The Committee to End Racial Discrimination, in Geneva, wants Australia to explain changes to laws on aboriginal land rights.
But the Australian government denies the allegations. Its representative told the committee that Australia could not undo all the discriminatory actions of the past.
He said Australia was trying to strike a balance between the interests of the Aborigines and other land-holders.
But he did accept that both groups - especially the Aborigines - were unhappy with the latest changes to their land rights.
A report by the Australian delegation said: "The expropriation of indigenous lands was a tragic event, but it is difficult to reverse past situations."
The Australian government said that under modifications to Australian law, 79% of the country's land now is subject to claims by holders of indigenous land rights.
Our correspondent in Geneva, Claire Doole, says it is unprecedented for Australia to face such scrutiny in an international forum.
Farmers vs aborigines
The United Nations asked Australia last August to explain changes to its land-rights laws, a month after it removed aboriginal rights to claim "native title" on vast areas of farmland.
Government officials say the legislation was a hard-won compromise between farmers and the Aborigines.
But aborigines say Australia is flouting international standards on racial discrimination by making it more difficult for aborigines to press compensatory claims for lost land.
"If this United Nations has got any real meaning, they should be able to intervene and prevent any further action," said Geoff Clark, from the Aboriginal and Torres Strait Islander Commission.

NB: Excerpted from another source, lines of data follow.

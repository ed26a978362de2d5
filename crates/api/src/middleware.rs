use std::sync::Arc;

use axum::{
    extract::State,
    http::{header::AUTHORIZATION, HeaderMap},
    middleware::Next,
    response::Response,
};
use chrono::Utc;

use storefront_auth::TokenVerifier;

use crate::app::errors::AuthRejection;
use crate::context::Identity;

#[derive(Clone)]
pub struct AuthState {
    pub verifier: Arc<dyn TokenVerifier>,
}

impl AuthState {
    pub fn new(verifier: Arc<dyn TokenVerifier>) -> Self {
        Self { verifier }
    }
}

/// Verify the bearer token and bind the caller's [`Identity`].
///
/// 401 when no `Bearer <token>` credential is offered (the verifier is not
/// consulted), 403 when the token fails verification.
pub async fn authenticate(
    State(state): State<AuthState>,
    mut req: axum::http::Request<axum::body::Body>,
    next: Next,
) -> Result<Response, AuthRejection> {
    let token = extract_bearer(req.headers()).inspect_err(|_| {
        tracing::warn!(path = %req.uri().path(), "no bearer credential");
    })?;

    let claim = state.verifier.verify(token, Utc::now()).map_err(|e| {
        tracing::warn!(path = %req.uri().path(), reason = %e, "bearer token rejected");
        AuthRejection::InvalidToken(e)
    })?;

    tracing::debug!(user_id = %claim.id, role = %claim.role, "identity bound");
    if !Identity::bind(req.extensions_mut(), claim) {
        tracing::debug!("identity already bound; keeping the first");
    }

    Ok(next.run(req).await)
}

fn extract_bearer(headers: &HeaderMap) -> Result<&str, AuthRejection> {
    let header = headers
        .get(AUTHORIZATION)
        .ok_or(AuthRejection::Unauthenticated)?;

    let header = header
        .to_str()
        .map_err(|_| AuthRejection::Unauthenticated)?;

    let (scheme, token) = header
        .split_once(' ')
        .ok_or(AuthRejection::Unauthenticated)?;
    if scheme != "Bearer" {
        return Err(AuthRejection::Unauthenticated);
    }

    let token = token.trim();
    if token.is_empty() {
        return Err(AuthRejection::Unauthenticated);
    }

    Ok(token)
}

#[cfg(test)]
mod tests {
    use std::sync::atomic::{AtomicUsize, Ordering};

    use axum::{
        body::Body,
        http::{HeaderValue, Request, StatusCode},
        routing::get,
        Router,
    };
    use storefront_auth::{IdentityClaim, Role, VerifyError};
    use tower::ServiceExt;

    use super::*;
    use crate::test_support;

    /// Counts calls into the real verifier.
    struct CountingVerifier {
        inner: Arc<dyn TokenVerifier>,
        calls: AtomicUsize,
    }

    impl TokenVerifier for CountingVerifier {
        fn verify(
            &self,
            token: &str,
            now: chrono::DateTime<Utc>,
        ) -> Result<IdentityClaim, VerifyError> {
            self.calls.fetch_add(1, Ordering::SeqCst);
            self.inner.verify(token, now)
        }
    }

    struct Harness {
        app: Router,
        verifier: Arc<CountingVerifier>,
        hits: Arc<AtomicUsize>,
    }

    fn harness() -> Harness {
        let verifier = Arc::new(CountingVerifier {
            inner: test_support::verifier(),
            calls: AtomicUsize::new(0),
        });
        let hits = Arc::new(AtomicUsize::new(0));

        let handler_hits = hits.clone();
        let app = Router::new()
            .route(
                "/protected",
                get(move |identity: Identity| {
                    let hits = handler_hits.clone();
                    async move {
                        hits.fetch_add(1, Ordering::SeqCst);
                        format!("{}:{}", identity.id(), identity.role())
                    }
                }),
            )
            .route_layer(axum::middleware::from_fn_with_state(
                AuthState::new(verifier.clone()),
                authenticate,
            ));

        Harness { app, verifier, hits }
    }

    fn request(authorization: Option<&str>) -> Request<Body> {
        let mut builder = Request::builder().uri("/protected");
        if let Some(value) = authorization {
            builder = builder.header(AUTHORIZATION, value);
        }
        builder.body(Body::empty()).unwrap()
    }

    async fn body_string(res: Response) -> String {
        let bytes = axum::body::to_bytes(res.into_body(), usize::MAX).await.unwrap();
        String::from_utf8(bytes.to_vec()).unwrap()
    }

    #[tokio::test]
    async fn missing_header_is_401_without_verification() {
        let h = harness();

        let res = h.app.oneshot(request(None)).await.unwrap();

        assert_eq!(res.status(), StatusCode::UNAUTHORIZED);
        assert_eq!(h.verifier.calls.load(Ordering::SeqCst), 0);
        assert_eq!(h.hits.load(Ordering::SeqCst), 0);
        assert!(body_string(res).await.is_empty());
    }

    #[tokio::test]
    async fn malformed_header_is_401() {
        for value in ["InvalidFormat", "Bearer", "Bearer ", "Basic dXNlcjpwdw==", "bearer abc"] {
            let h = harness();

            let res = h.app.oneshot(request(Some(value))).await.unwrap();

            assert_eq!(res.status(), StatusCode::UNAUTHORIZED, "header {value:?}");
            assert_eq!(h.verifier.calls.load(Ordering::SeqCst), 0);
            assert_eq!(h.hits.load(Ordering::SeqCst), 0);
        }
    }

    #[tokio::test]
    async fn non_ascii_header_is_401_without_verification() {
        let h = harness();
        let mut req = request(None);
        req.headers_mut().insert(
            AUTHORIZATION,
            HeaderValue::from_bytes(b"Bearer \xff").unwrap(),
        );

        let res = h.app.oneshot(req).await.unwrap();

        assert_eq!(res.status(), StatusCode::UNAUTHORIZED);
        assert_eq!(h.verifier.calls.load(Ordering::SeqCst), 0);
        assert_eq!(h.hits.load(Ordering::SeqCst), 0);
    }

    #[tokio::test]
    async fn invalid_token_is_403_and_next_not_called() {
        let cases = [
            "Bearer invalid-token".to_string(),
            format!("Bearer {}", test_support::token_with_secret("wrong", "u1", Role::Admin, 600)),
            format!("Bearer {}", test_support::token("u1", Role::Admin, -10)),
        ];

        for value in cases {
            let h = harness();

            let res = h.app.oneshot(request(Some(&value))).await.unwrap();

            assert_eq!(res.status(), StatusCode::FORBIDDEN, "header {value:?}");
            assert_eq!(h.verifier.calls.load(Ordering::SeqCst), 1);
            assert_eq!(h.hits.load(Ordering::SeqCst), 0);
            assert!(body_string(res).await.is_empty());
        }
    }

    #[tokio::test]
    async fn valid_token_binds_identity_and_calls_next_once() {
        let h = harness();
        let token = test_support::token("user123", Role::Admin, 600);

        let res = h
            .app
            .oneshot(request(Some(&format!("Bearer {token}"))))
            .await
            .unwrap();

        assert_eq!(res.status(), StatusCode::OK);
        assert_eq!(h.hits.load(Ordering::SeqCst), 1);
        assert_eq!(h.verifier.calls.load(Ordering::SeqCst), 1);
        assert_eq!(body_string(res).await, "user123:admin");
    }

    #[tokio::test]
    async fn extra_whitespace_around_token_is_tolerated() {
        let h = harness();
        let token = test_support::token("u2", Role::User, 600);

        let res = h
            .app
            .oneshot(request(Some(&format!("Bearer   {token} "))))
            .await
            .unwrap();

        assert_eq!(res.status(), StatusCode::OK);
    }

    #[test]
    fn bearer_extraction() {
        let mut headers = HeaderMap::new();
        assert_eq!(extract_bearer(&headers), Err(AuthRejection::Unauthenticated));

        headers.insert(AUTHORIZATION, "Bearer abc.def".parse().unwrap());
        assert_eq!(extract_bearer(&headers), Ok("abc.def"));
    }

    #[test]
    fn second_bind_keeps_first_identity() {
        let mut extensions = axum::http::Extensions::new();
        let first = test_support::claim("first", Role::Admin);
        let second = test_support::claim("second", Role::Guest);

        assert!(Identity::bind(&mut extensions, first.clone()));
        assert!(!Identity::bind(&mut extensions, second));
        assert_eq!(Identity::from_extensions(&extensions), Some(&first));
    }
}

However, the Australian parliament still has the final say on any reforms to the current law.
Race relations at low ebb
Australia's race relations are at a dangerous low ebb after the emergence of Pauline Hanson's racist One Nation Party.
Relations between Aborigines and the government have also been strained over the government's refusal to issue an apology for past injustices to indigenous people.
The UN Committee on the Elimination of All Forms of Racial Discrimination also asked Australia to explain its abolition of the post of social justice commissioner for Aborigines.
The position was recently reinstated.